[Items from a data source]
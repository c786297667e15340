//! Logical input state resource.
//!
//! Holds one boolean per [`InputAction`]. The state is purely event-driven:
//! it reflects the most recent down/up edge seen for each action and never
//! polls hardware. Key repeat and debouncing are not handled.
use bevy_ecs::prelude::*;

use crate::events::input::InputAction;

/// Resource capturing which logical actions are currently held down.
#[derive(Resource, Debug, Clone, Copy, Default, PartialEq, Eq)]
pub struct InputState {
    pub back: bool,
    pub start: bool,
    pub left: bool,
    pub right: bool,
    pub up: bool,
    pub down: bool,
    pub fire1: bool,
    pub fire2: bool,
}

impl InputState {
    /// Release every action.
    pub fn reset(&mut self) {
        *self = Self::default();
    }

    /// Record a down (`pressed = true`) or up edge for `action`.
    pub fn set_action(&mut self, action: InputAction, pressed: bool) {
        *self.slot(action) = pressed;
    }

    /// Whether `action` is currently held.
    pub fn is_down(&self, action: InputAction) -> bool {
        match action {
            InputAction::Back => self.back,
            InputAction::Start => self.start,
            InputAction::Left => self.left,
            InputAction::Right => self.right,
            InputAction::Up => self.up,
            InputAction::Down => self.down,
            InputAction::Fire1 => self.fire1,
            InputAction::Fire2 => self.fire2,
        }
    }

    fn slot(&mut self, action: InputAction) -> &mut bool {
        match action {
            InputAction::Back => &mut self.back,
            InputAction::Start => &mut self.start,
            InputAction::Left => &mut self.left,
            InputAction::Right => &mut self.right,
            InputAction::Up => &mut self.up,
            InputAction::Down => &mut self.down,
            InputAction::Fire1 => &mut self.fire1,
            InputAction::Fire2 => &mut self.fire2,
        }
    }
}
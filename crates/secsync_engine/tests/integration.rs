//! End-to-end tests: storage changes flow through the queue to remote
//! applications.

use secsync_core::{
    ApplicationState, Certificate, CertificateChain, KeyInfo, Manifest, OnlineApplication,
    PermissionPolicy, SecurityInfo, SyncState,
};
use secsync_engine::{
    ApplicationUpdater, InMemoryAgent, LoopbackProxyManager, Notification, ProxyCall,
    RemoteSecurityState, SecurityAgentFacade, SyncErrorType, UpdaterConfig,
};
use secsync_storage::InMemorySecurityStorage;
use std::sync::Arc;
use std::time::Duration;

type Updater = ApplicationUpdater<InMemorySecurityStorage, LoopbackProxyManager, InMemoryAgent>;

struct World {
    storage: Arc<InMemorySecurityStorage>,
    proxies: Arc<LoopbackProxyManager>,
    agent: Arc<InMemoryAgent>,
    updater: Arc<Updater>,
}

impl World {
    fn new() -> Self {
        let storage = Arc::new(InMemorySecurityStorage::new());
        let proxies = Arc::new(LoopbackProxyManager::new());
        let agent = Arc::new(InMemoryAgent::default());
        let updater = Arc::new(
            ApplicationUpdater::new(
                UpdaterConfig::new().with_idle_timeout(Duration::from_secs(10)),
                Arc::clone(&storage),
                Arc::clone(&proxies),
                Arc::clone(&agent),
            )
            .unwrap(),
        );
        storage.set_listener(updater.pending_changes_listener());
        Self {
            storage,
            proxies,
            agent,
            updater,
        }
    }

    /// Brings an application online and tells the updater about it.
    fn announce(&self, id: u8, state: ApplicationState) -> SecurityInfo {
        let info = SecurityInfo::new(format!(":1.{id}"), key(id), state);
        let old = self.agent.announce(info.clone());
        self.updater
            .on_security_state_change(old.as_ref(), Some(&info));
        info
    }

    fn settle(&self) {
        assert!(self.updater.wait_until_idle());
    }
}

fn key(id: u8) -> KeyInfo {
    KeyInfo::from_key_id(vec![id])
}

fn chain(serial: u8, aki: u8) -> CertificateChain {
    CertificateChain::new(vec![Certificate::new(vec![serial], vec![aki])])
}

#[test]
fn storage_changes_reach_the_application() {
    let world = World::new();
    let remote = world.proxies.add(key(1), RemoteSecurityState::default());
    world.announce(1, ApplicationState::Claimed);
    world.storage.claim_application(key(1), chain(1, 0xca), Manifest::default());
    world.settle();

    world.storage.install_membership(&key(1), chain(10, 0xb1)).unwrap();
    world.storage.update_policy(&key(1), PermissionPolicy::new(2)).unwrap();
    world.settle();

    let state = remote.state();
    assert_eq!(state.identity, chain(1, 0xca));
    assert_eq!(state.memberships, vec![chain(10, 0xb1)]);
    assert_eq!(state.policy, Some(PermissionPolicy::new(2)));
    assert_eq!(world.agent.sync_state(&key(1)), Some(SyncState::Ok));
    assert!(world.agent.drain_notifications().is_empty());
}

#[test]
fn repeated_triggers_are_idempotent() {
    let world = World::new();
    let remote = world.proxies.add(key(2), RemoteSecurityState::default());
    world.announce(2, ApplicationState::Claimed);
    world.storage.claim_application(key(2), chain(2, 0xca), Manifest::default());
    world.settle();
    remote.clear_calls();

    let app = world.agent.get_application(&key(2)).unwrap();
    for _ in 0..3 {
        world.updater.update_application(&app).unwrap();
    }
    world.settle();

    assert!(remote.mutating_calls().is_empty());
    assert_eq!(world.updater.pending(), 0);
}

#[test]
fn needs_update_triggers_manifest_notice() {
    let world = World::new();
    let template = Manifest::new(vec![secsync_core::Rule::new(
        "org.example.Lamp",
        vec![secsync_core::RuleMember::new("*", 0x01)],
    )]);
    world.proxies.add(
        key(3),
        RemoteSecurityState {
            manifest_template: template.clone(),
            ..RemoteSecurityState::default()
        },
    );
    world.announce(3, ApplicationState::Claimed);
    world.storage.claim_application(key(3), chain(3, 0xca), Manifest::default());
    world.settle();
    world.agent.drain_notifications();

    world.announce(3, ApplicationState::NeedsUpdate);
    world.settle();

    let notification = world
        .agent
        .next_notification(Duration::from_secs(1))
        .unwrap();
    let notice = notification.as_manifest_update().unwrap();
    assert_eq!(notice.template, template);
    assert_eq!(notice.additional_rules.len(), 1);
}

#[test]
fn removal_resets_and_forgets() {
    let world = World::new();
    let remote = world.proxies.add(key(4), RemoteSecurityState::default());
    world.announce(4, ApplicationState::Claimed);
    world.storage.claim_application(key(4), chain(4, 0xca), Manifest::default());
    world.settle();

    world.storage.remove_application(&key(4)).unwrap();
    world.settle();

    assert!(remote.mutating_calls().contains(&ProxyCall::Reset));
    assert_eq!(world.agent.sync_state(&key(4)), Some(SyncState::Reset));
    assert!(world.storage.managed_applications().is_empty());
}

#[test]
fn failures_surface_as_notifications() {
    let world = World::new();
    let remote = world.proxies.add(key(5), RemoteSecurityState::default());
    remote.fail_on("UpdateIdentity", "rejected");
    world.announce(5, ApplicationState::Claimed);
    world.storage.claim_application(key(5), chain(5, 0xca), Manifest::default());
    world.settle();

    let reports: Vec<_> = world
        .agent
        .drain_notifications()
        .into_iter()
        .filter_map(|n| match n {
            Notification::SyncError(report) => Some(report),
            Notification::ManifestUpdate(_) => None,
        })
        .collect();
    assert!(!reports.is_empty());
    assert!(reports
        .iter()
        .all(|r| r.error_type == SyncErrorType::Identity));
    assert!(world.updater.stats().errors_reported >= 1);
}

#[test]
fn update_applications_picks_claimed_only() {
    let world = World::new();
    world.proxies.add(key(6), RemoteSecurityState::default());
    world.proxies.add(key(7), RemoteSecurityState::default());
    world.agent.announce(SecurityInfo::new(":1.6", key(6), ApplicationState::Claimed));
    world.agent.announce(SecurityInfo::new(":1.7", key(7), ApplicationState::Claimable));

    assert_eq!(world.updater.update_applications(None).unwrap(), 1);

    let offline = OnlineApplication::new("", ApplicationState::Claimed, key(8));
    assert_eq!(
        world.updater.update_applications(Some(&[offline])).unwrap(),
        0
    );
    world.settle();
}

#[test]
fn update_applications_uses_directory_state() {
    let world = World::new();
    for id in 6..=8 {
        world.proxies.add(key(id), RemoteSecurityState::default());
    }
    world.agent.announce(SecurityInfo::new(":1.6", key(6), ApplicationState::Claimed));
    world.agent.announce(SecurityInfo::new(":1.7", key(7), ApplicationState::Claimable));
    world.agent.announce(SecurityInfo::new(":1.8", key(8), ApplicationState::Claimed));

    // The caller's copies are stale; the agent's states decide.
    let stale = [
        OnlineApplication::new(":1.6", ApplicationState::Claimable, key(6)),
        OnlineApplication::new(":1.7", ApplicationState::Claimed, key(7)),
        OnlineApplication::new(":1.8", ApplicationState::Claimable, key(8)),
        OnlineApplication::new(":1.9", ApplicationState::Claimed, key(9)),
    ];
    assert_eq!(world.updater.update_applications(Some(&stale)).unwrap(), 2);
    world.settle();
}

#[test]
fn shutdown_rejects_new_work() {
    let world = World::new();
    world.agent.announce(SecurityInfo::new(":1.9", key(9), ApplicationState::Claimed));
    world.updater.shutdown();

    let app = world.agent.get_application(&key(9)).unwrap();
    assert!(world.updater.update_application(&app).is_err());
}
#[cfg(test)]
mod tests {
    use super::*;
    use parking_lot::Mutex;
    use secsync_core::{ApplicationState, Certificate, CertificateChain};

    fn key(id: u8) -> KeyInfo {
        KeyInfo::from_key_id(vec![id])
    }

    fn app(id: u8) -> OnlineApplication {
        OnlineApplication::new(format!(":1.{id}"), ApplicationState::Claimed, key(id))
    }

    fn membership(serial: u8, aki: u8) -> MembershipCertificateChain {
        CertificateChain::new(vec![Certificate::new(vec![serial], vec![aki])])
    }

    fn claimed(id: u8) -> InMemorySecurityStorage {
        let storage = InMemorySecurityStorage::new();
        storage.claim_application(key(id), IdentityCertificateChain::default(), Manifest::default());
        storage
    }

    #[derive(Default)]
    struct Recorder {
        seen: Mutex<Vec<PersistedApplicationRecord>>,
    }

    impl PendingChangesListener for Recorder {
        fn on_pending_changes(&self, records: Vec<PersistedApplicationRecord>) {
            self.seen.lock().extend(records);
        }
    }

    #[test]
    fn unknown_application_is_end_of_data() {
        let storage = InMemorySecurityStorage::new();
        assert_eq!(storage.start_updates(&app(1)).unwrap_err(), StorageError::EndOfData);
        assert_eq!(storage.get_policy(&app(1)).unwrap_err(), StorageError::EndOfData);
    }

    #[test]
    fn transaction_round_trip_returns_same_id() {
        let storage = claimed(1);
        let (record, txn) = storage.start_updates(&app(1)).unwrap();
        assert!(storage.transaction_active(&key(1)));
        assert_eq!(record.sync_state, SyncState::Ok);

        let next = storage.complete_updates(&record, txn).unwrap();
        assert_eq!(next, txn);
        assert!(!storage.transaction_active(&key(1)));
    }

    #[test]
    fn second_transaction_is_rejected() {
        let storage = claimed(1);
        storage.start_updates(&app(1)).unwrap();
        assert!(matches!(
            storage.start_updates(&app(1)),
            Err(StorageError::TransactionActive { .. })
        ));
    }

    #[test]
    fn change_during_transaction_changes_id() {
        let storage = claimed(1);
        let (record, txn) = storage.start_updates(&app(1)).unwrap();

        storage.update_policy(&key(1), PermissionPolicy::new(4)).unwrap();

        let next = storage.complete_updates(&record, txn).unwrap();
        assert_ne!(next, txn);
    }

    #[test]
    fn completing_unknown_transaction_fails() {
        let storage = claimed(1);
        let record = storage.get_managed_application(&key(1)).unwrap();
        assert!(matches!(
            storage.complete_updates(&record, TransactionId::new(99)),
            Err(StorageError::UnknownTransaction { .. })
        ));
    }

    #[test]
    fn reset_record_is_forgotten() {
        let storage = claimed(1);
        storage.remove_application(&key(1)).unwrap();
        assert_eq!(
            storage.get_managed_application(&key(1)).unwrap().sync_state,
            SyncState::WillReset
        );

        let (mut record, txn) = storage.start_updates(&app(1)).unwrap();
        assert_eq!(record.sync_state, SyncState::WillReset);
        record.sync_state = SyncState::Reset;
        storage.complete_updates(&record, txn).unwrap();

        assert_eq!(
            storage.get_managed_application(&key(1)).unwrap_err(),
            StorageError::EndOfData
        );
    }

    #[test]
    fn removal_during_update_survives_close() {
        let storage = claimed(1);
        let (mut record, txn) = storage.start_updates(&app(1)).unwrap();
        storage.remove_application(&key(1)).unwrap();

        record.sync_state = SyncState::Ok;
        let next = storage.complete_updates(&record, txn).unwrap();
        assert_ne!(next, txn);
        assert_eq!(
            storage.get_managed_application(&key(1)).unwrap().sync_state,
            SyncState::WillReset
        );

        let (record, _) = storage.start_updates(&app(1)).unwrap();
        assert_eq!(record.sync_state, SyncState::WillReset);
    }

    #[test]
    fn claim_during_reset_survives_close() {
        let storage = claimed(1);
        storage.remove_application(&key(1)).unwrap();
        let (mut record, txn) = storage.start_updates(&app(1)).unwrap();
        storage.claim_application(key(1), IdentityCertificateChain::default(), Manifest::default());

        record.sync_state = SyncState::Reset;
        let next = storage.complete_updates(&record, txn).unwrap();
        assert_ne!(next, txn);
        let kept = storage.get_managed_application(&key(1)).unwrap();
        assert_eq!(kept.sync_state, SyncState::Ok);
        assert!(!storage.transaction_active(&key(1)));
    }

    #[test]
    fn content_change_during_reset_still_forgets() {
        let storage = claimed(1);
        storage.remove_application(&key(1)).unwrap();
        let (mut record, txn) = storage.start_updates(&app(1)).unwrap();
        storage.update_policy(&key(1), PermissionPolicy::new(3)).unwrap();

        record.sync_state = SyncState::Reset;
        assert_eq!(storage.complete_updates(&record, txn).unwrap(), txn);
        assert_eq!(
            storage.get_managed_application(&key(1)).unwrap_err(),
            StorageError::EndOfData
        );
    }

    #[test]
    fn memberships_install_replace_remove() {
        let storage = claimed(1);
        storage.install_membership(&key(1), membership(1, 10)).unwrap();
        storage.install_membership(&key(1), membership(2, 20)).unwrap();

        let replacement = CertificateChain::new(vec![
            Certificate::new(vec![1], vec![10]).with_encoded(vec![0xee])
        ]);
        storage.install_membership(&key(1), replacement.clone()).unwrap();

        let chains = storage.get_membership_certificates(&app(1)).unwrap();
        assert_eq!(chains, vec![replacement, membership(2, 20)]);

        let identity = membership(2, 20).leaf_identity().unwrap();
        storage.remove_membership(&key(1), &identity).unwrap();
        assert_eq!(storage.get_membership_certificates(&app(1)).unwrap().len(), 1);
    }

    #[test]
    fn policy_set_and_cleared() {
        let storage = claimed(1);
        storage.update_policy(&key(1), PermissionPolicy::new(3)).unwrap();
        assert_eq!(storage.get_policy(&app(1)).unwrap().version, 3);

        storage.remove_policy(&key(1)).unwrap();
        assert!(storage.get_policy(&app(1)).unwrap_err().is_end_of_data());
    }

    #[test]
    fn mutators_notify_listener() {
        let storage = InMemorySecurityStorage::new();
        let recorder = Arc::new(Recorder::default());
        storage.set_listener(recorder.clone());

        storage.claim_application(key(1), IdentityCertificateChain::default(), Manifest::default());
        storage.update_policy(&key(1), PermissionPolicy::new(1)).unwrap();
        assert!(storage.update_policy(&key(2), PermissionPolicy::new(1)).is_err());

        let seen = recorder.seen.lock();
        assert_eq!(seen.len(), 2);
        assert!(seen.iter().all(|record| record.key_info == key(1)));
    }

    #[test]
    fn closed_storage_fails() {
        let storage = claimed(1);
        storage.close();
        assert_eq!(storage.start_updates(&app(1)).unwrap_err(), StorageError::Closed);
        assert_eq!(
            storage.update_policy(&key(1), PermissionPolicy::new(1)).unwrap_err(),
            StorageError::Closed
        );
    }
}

* Exercise instructions *
Show the lines in the entries above that include the string "StorageError".

* Response *
        assert_eq!(storage.start_updates(&app(1)).unwrap_err(), StorageError::EndOfData);
        assert_eq!(storage.get_policy(&app(1)).unwrap_err(), StorageError::EndOfData);
            Err(StorageError::TransactionActive { .. })
            Err(StorageError::UnknownTransaction { .. })
            StorageError::EndOfData
            StorageError::EndOfData
        assert_eq!(storage.start_updates(&app(1)).unwrap_err(), StorageError::Closed);
            StorageError::Closed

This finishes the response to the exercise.